What is needed: When the string "given" appears in a line of the records, show the whole line.

---------- Supplied material ----------

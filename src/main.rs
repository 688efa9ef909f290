//! 4×4×4 cubelet puzzle viewer with iced UI.
//!
//! Sixty-four cubelets rendered with wgpu inside an iced shader widget. Rows
//! and columns are picked with the pointer and turned with the mouse wheel;
//! a shuffle button scrambles the cube with a timed series of random turns.

use iced::widget::{Column, Row, Shader, button, container, text};
use iced::{Background, Color, Element, Length, Settings, Task, Theme};

mod camera;
mod config;
mod controller;
mod cube;
mod error;
mod ray_casting;
mod renderer;
mod scene;
mod selection;
mod shader_widget;
mod shuffle;
mod slice;
mod tween;

use config::CubeSettings;
use shader_widget::{CubeShaderProgram, ViewStatus};

/// Environment variable naming a settings file when no path argument is given.
const SETTINGS_ENV: &str = "CUBELET_SETTINGS";

const INDICATOR_ON: Color = Color::from_rgb(1.0, 0.6, 0.0);
const INDICATOR_OFF: Color = Color::from_rgb(0.0, 0.6, 1.0);

/// Main application state - handles the control pane only
#[derive(Debug)]
pub(crate) struct CubeletApp {
    settings: CubeSettings,
    shuffle_requests: u64,
    cancel_requests: u64,
    status: ViewStatus,
}

#[derive(Debug, Clone)]
pub(crate) enum Message {
    Shuffle,
    CancelShuffle,
    /// Selection or shuffle progress changed inside the viewport.
    Status(ViewStatus),
}

impl CubeletApp {
    pub(crate) fn new(settings: CubeSettings) -> Self {
        Self {
            settings,
            shuffle_requests: 0,
            cancel_requests: 0,
            status: ViewStatus::default(),
        }
    }

    pub(crate) fn title(&self) -> &'static str {
        "Cubelet"
    }

    pub(crate) fn update(&mut self, message: Message) -> Task<Message> {
        match message {
            Message::Shuffle => {
                self.shuffle_requests += 1;
            }
            Message::CancelShuffle => {
                self.cancel_requests += 1;
            }
            Message::Status(status) => {
                self.status = status;
            }
        }

        Task::none()
    }

    pub(crate) fn view(&self) -> Element<Message> {
        let shuffling = self.status.shuffle_remaining > 0;
        let selection = &self.status.selection;

        let indicator = |label: &str, index: i32, active: bool| {
            let color = if active { INDICATOR_ON } else { INDICATOR_OFF };
            text(format!("{label} {index}")).size(20).color(color)
        };

        let progress = if shuffling {
            format!("{} moves left", self.status.shuffle_remaining)
        } else {
            String::from("Idle")
        };

        let controls = Column::new()
            .spacing(20)
            .width(250)
            .push(
                Row::new()
                    .spacing(10)
                    .push(button("Shuffle").on_press_maybe((!shuffling).then_some(Message::Shuffle)))
                    .push(button("Stop").on_press_maybe(shuffling.then_some(Message::CancelShuffle))),
            )
            .push(text(progress))
            .push(
                Column::new()
                    .spacing(5)
                    .push(text("Selection"))
                    .push(indicator("Row", selection.row, selection.row_indicator))
                    .push(indicator("Column", selection.column, selection.column_indicator)),
            )
            .push(
                Column::new()
                    .spacing(2)
                    .push(text("Click a cubelet to pick a row or column"))
                    .push(text("Drag to spin, wheel to turn"))
                    .push(text("x / z  zoom in / out"))
                    .push(text("r  random selection"))
                    .push(text("k  shuffle")),
            );

        let viewport = container(
            Shader::new(CubeShaderProgram::new(
                self.settings.clone(),
                self.shuffle_requests,
                self.cancel_requests,
            ))
            .width(Length::Fill)
            .height(Length::Fill),
        )
        .style(|_theme: &Theme| container::Style {
            background: Some(Background::Color(Color::BLACK)),
            ..container::Style::default()
        });

        Row::new()
            .spacing(10)
            .padding(10)
            .push(container(controls).width(Length::Shrink).height(Length::Fill))
            .push(viewport)
            .into()
    }
}

/// Settings from the path given as the first argument, else from
/// `CUBELET_SETTINGS`, else the defaults.
fn load_settings() -> CubeSettings {
    let Some(path) = std::env::args()
        .nth(1)
        .or_else(|| std::env::var(SETTINGS_ENV).ok())
    else {
        return CubeSettings::default();
    };

    match CubeSettings::load(&path) {
        Ok(settings) => {
            log::info!("loaded settings from {path}");
            settings
        }
        Err(err) => {
            log::warn!("ignoring settings file {path}: {err}");
            CubeSettings::default()
        }
    }
}

fn main() -> iced::Result {
    env_logger::builder().format_timestamp(None).init();

    let app = CubeletApp::new(load_settings());
    iced::application(app.title(), CubeletApp::update, CubeletApp::view)
        .settings(Settings {
            antialiasing: true,
            ..Settings::default()
        })
        .run_with(move || (app, Task::none()))
}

----------

Answer section:
/// Environment variable naming a settings file when no path argument is given.
/// Settings from the path given as the first argument, else from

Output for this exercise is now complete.